Exercise objective:
Look through the entries below and extract exactly the lines from the one containing "positive or nothing" through the one containing "#[derive(Debug, Clone)]", ends included.

====

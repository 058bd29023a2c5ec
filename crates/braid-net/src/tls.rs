//! Mutual-TLS configuration from operator-provisioned PEM files
//!
//! Both daemons authenticate each other at the TLS layer: the listener
//! requires a client certificate chained to the shared CA, and the dialer
//! verifies the listener against the same CA while presenting its own node
//! certificate.

use crate::{NetError, Result};
use rustls::pki_types::{CertificateDer, PrivateKeyDer};
use rustls::server::WebPkiClientVerifier;
use rustls::RootCertStore;
use serde::{Deserialize, Serialize};
use std::fs::File;
use std::io::BufReader;
use std::path::{Path, PathBuf};
use std::sync::Arc;

/// Certificate material for one node, as referenced by the configuration file
#[derive(Debug, Clone, Serialize, Deserialize)]
pub struct CertificateConfig {
    /// IP subject-alternative-name baked into the node certificate
    pub certificate_ip: String,
    /// CA bundle both peers chain to
    pub cert_authority_path: PathBuf,
    /// This node's certificate chain
    pub cert_path: PathBuf,
    /// This node's private key
    pub key_path: PathBuf,
}

fn load_certs(path: &Path) -> Result<Vec<CertificateDer<'static>>> {
    let file = File::open(path)
        .map_err(|e| NetError::TlsError(format!("cannot open {}: {}", path.display(), e)))?;
    let certs: Vec<_> = rustls_pemfile::certs(&mut BufReader::new(file))
        .collect::<std::io::Result<_>>()
        .map_err(|e| NetError::TlsError(format!("bad certificate in {}: {}", path.display(), e)))?;

    if certs.is_empty() {
        return Err(NetError::TlsError(format!(
            "no certificates found in {}",
            path.display()
        )));
    }
    Ok(certs)
}

fn load_private_key(path: &Path) -> Result<PrivateKeyDer<'static>> {
    let file = File::open(path)
        .map_err(|e| NetError::TlsError(format!("cannot open {}: {}", path.display(), e)))?;
    rustls_pemfile::private_key(&mut BufReader::new(file))
        .map_err(|e| NetError::TlsError(format!("bad private key in {}: {}", path.display(), e)))?
        .ok_or_else(|| NetError::TlsError(format!("no private key found in {}", path.display())))
}

fn ca_root_store(path: &Path) -> Result<RootCertStore> {
    let mut roots = RootCertStore::empty();
    for cert in load_certs(path)? {
        roots
            .add(cert)
            .map_err(|e| NetError::TlsError(format!("rejected CA certificate: {}", e)))?;
    }
    Ok(roots)
}

/// Build the rustls ServerConfig for the peer listener (client certs required)
pub fn server_config(config: &CertificateConfig) -> Result<Arc<rustls::ServerConfig>> {
    let roots = ca_root_store(&config.cert_authority_path)?;
    let verifier = WebPkiClientVerifier::builder(Arc::new(roots))
        .build()
        .map_err(|e| NetError::TlsError(format!("client verifier build failed: {}", e)))?;

    let server = rustls::ServerConfig::builder()
        .with_client_cert_verifier(verifier)
        .with_single_cert(
            load_certs(&config.cert_path)?,
            load_private_key(&config.key_path)?,
        )
        .map_err(|e| NetError::TlsError(format!("server config failed: {}", e)))?;

    Ok(Arc::new(server))
}

/// Build the rustls ClientConfig for outbound peer streams (node cert presented)
pub fn client_config(config: &CertificateConfig) -> Result<Arc<rustls::ClientConfig>> {
    let roots = ca_root_store(&config.cert_authority_path)?;

    let client = rustls::ClientConfig::builder()
        .with_root_certificates(roots)
        .with_client_auth_cert(
            load_certs(&config.cert_path)?,
            load_private_key(&config.key_path)?,
        )
        .map_err(|e| NetError::TlsError(format!("client config failed: {}", e)))?;

    Ok(Arc::new(client))
}
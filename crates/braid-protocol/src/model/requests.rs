//! Agent request payloads and URI parameter extraction

use crate::error::{ProtocolError, Result};
use crate::model::enums::{HybridizationMethod, KeyExtractionAlgorithm};
use serde::{Deserialize, Serialize};
use sha2::{Digest, Sha256};

/// Quality-of-service block of an OPEN_CONNECT request.
///
/// Only `key_chunk_size` steers the hybridization flow; the remaining fields
/// are advisory and passed through to the QKD source verbatim.
#[derive(Debug, Clone, Serialize, Deserialize)]
pub struct OpenConnectQos {
    /// Requested hybrid key length in bytes
    pub key_chunk_size: i64,
    /// Maximum key delivery rate
    pub max_bps: i64,
    /// Minimum key delivery rate
    pub min_bps: i64,
    /// Tolerated delivery jitter
    pub jitter: i64,
    /// Stream priority
    pub priority: i64,
    /// Operation timeout hint
    pub timeout: i64,
    /// Key time-to-live hint
    pub ttl: i64,
    /// Mimetype of the metadata blocks
    pub metadata_mimetype: String,
}

impl OpenConnectQos {
    /// The chunk size as a usable length; positive or nothing
    pub fn chunk_size(&self) -> Result<usize> {
        usize::try_from(self.key_chunk_size)
            .ok()
            .filter(|size| *size > 0)
            .ok_or(ProtocolError::InvalidChunkSize(self.key_chunk_size))
    }
}

/// Parameters extracted from the OPEN_CONNECT URIs
#[derive(Debug, Clone)]
pub struct OpenConnectUriParameters {
    /// Uuid from the source URI authority
    pub source_uuid: String,
    /// Uuid from the destination URI authority
    pub destination_uuid: String,
    /// Requested combiner
    pub hybrid_method: HybridizationMethod,
    /// Requested key sources, in request order
    pub key_sources: Vec<KeyExtractionAlgorithm>,
}

/// OPEN_CONNECT request data
#[derive(Debug, Clone, Serialize, Deserialize)]
pub struct OpenConnectRequest {
    /// Source URI, `qkd://<app>@<uuid>?hybridization=...&key_sources=...`
    pub source: String,
    /// Destination URI, `qkd://<app>@<uuid>`
    pub destination: String,
    /// Quality of service for the stream
    pub qos: OpenConnectQos,
}

/// The authority uuid of `scheme://app@uuid[?query]`
fn authority_uuid(uri: &str) -> Result<&str> {
    let rest = uri
        .split_once("://")
        .map(|(_, rest)| rest)
        .ok_or_else(|| ProtocolError::InvalidRequest(format!("URI {:?} has no scheme", uri)))?;
    let authority = rest
        .split(['?', '/'])
        .next()
        .unwrap_or(rest);
    authority
        .split_once('@')
        .map(|(_, uuid)| uuid)
        .filter(|uuid| !uuid.is_empty())
        .ok_or_else(|| {
            ProtocolError::InvalidRequest(format!("URI {:?} has no authority uuid", uri))
        })
}

/// The value of query parameter `name`, from `scheme://authority?query`
fn query_parameter<'a>(uri: &'a str, name: &str) -> Result<&'a str> {
    let query = uri.split_once('?').map(|(_, q)| q).unwrap_or("");
    query
        .split('&')
        .filter_map(|pair| pair.split_once('='))
        .find(|(key, _)| *key == name)
        .map(|(_, value)| value)
        .ok_or_else(|| {
            ProtocolError::InvalidRequest(format!("URI is missing query parameter {:?}", name))
        })
}

impl OpenConnectRequest {
    /// Extract uuids, the combiner, and the key-source list from the URIs
    pub fn uri_parameters(&self) -> Result<OpenConnectUriParameters> {
        let source_uuid = authority_uuid(&self.source)?.to_string();
        let destination_uuid = authority_uuid(&self.destination)?.to_string();

        let hybrid_method = query_parameter(&self.source, "hybridization")?.parse()?;
        let key_sources = query_parameter(&self.source, "key_sources")?
            .split(',')
            .filter(|name| !name.is_empty())
            .map(str::parse)
            .collect::<Result<Vec<KeyExtractionAlgorithm>>>()?;
        if key_sources.is_empty() {
            return Err(ProtocolError::InvalidRequest(
                "key_sources names no algorithms".into(),
            ));
        }

        Ok(OpenConnectUriParameters {
            source_uuid,
            destination_uuid,
            hybrid_method,
            key_sources,
        })
    }

    /// Node-local salt naming the KSID-sharing sub-session: SHA-256 hex over
    /// both URIs as received
    pub fn connection_id(&self) -> String {
        let mut hasher = Sha256::new();
        hasher.update(self.source.as_bytes());
        hasher.update(self.destination.as_bytes());
        hex::encode(hasher.finalize())
    }
}

/// Metadata block of a GET_KEY request
#[derive(Debug, Clone, Serialize, Deserialize)]
pub struct GetKeyMetadata {
    /// Size of the metadata buffer
    #[serde(default = "GetKeyMetadata::default_size")]
    pub size: i64,
    /// Opaque metadata content
    #[serde(default = "GetKeyMetadata::default_buffer")]
    pub buffer: String,
}

impl GetKeyMetadata {
    fn default_size() -> i64 {
        30
    }

    fn default_buffer() -> String {
        "The metadata field is not used".to_string()
    }
}

impl Default for GetKeyMetadata {
    fn default() -> Self {
        Self {
            size: Self::default_size(),
            buffer: Self::default_buffer(),
        }
    }
}

/// GET_KEY request data
#[derive(Debug, Clone, Serialize, Deserialize)]
pub struct GetKeyRequest {
    /// The hybrid key stream this request targets
    pub key_stream_id: String,
    /// Requested key index within the stream
    pub index: i64,
    /// Opaque metadata block
    #[serde(default)]
    pub metadata: GetKeyMetadata,
}

/// CLOSE request data
#[derive(Debug, Clone, Serialize, Deserialize)]
pub struct CloseRequest {
    /// The hybrid key stream to close
    pub key_stream_id: String,
}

====

Exercise result:
    /// The chunk size as a usable length; positive or nothing
    pub fn chunk_size(&self) -> Result<usize> {
        usize::try_from(self.key_chunk_size)
            .ok()
            .filter(|size| *size > 0)
            .ok_or(ProtocolError::InvalidChunkSize(self.key_chunk_size))
    }
}

/// Parameters extracted from the OPEN_CONNECT URIs
#[derive(Debug, Clone)]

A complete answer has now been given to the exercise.